[Stored items]
+ + +

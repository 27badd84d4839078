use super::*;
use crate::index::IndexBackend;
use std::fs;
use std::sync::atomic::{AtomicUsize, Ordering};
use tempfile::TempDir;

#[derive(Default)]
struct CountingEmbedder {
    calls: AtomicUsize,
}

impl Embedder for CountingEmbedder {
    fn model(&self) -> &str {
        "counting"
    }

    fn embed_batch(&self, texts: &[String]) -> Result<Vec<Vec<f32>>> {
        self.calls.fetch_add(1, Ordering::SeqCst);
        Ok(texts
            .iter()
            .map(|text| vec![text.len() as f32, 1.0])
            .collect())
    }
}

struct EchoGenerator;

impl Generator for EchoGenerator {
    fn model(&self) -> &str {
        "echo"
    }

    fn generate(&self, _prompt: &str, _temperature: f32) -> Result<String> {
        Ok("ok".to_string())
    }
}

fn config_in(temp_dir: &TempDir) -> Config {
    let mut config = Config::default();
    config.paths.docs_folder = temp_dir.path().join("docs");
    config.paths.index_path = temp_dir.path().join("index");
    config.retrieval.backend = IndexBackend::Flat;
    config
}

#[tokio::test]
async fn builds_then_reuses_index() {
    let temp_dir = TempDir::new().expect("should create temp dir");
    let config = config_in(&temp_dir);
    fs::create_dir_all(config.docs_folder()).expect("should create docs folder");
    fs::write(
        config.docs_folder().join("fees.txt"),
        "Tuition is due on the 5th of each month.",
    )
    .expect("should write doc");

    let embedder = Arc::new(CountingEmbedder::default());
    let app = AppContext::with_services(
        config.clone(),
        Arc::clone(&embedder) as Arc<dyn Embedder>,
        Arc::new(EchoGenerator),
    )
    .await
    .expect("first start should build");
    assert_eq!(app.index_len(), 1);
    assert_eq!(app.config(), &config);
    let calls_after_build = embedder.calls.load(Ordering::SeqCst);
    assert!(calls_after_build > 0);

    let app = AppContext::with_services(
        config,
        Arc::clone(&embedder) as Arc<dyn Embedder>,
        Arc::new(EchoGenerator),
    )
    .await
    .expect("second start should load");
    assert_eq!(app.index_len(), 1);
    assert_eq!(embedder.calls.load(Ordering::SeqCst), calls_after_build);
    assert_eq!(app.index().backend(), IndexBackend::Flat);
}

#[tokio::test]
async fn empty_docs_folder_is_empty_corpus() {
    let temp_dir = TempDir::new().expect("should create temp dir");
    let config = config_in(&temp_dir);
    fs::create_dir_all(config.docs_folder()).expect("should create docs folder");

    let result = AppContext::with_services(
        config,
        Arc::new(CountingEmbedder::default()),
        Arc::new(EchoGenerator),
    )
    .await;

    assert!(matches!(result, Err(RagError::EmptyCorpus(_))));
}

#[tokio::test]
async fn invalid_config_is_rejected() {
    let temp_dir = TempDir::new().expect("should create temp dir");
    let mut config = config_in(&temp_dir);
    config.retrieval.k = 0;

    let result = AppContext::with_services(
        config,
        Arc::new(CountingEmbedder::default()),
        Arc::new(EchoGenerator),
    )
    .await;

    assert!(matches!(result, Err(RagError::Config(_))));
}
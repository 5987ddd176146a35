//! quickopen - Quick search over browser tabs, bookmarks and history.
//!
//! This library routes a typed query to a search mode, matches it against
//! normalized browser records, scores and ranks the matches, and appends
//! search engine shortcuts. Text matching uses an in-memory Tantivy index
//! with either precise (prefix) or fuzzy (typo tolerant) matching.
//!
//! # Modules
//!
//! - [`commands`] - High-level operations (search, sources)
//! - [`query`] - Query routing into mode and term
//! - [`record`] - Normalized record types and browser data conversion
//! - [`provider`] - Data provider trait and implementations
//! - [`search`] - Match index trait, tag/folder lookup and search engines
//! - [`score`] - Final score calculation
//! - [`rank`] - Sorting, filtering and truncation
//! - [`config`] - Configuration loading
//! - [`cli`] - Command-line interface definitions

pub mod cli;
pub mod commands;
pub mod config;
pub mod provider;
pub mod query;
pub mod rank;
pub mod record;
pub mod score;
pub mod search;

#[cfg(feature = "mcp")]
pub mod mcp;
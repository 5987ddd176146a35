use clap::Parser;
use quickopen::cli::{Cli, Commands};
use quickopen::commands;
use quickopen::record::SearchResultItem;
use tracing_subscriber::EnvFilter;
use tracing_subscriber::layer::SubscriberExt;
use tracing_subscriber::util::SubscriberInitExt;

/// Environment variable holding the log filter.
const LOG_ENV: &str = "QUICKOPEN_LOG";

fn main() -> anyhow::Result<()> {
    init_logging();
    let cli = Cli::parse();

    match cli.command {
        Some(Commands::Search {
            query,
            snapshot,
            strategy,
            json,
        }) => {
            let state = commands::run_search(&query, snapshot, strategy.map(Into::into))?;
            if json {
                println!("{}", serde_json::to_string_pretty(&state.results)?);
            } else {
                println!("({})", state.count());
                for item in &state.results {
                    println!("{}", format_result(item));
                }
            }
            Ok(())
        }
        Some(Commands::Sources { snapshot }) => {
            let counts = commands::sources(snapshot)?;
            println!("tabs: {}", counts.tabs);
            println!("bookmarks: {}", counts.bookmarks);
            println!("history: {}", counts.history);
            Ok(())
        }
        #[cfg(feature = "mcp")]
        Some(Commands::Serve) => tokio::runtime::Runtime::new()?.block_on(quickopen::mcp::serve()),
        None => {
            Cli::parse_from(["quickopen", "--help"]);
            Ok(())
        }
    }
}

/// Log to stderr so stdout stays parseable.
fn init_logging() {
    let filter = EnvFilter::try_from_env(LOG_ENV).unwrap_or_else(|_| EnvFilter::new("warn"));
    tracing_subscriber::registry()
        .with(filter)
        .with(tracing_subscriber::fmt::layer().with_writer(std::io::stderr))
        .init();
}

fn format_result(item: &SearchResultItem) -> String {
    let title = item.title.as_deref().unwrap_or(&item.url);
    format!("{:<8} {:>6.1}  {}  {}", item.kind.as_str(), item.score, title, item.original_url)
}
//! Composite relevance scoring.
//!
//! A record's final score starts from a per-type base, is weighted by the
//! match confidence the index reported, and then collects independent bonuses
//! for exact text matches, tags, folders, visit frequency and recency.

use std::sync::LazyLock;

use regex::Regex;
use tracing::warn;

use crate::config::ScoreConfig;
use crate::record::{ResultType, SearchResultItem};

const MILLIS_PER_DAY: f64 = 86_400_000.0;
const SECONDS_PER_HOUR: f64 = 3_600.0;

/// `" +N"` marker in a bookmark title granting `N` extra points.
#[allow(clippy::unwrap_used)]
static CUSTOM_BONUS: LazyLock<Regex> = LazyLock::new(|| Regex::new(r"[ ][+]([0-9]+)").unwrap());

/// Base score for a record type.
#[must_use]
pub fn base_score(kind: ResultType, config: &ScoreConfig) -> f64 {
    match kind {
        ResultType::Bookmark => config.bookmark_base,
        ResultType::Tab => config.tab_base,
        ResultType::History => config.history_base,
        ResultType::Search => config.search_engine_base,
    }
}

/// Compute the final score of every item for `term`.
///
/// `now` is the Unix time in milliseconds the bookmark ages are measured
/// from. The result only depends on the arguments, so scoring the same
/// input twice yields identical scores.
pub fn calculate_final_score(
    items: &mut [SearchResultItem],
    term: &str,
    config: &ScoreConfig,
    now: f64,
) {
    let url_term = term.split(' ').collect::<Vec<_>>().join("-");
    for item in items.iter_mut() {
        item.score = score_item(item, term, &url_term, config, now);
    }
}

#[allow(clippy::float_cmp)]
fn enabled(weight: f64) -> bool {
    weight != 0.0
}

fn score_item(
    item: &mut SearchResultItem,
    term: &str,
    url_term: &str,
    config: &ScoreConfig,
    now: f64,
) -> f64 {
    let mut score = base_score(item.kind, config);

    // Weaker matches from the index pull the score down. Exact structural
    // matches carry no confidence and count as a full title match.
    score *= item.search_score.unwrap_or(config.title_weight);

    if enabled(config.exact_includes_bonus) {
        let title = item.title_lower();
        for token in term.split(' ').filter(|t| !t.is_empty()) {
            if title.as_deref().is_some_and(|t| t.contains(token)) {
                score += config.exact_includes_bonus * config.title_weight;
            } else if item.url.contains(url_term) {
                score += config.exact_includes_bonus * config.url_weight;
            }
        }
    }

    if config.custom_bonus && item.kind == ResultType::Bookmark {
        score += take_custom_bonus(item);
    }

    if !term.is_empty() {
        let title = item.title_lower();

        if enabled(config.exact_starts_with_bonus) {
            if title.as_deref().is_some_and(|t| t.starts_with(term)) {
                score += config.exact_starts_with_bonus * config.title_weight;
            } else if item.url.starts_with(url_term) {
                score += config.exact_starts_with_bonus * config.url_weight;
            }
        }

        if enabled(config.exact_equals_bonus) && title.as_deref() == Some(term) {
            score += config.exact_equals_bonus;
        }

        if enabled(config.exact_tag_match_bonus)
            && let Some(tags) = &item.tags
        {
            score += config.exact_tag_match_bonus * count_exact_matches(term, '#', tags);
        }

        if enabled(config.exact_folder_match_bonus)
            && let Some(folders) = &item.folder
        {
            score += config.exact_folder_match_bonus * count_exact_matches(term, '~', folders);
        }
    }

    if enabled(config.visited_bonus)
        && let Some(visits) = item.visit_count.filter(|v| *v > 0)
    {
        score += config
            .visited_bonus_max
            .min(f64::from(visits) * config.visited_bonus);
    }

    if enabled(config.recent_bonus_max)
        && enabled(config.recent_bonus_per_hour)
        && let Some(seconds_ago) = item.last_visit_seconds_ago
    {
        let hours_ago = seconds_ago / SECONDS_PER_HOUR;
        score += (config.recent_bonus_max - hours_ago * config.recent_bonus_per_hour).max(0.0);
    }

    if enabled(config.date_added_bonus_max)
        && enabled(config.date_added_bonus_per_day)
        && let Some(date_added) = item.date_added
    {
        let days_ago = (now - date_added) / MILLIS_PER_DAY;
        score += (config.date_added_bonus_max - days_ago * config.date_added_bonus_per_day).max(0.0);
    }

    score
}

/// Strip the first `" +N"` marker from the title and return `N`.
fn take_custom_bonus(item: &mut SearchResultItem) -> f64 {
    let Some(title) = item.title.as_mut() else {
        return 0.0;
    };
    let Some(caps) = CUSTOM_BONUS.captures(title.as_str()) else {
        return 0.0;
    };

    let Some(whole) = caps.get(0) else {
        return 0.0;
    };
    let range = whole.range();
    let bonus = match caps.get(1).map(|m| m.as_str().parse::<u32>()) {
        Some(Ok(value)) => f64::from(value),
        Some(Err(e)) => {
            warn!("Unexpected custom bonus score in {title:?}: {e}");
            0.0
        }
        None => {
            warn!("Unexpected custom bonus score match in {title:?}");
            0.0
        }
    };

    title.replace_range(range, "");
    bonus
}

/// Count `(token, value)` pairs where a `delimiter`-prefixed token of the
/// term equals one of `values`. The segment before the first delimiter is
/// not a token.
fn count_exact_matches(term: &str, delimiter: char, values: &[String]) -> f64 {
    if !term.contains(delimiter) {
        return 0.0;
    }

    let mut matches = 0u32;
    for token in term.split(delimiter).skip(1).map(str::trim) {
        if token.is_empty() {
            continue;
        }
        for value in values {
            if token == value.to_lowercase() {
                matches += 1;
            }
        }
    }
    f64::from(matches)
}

+ + +

Description of the task: Whenever a line of the data includes "LazyLock", copy that line.

Answer for the task:
use std::sync::LazyLock;
static CUSTOM_BONUS: LazyLock<Regex> = LazyLock::new(|| Regex::new(r"[ ][+]([0-9]+)").unwrap());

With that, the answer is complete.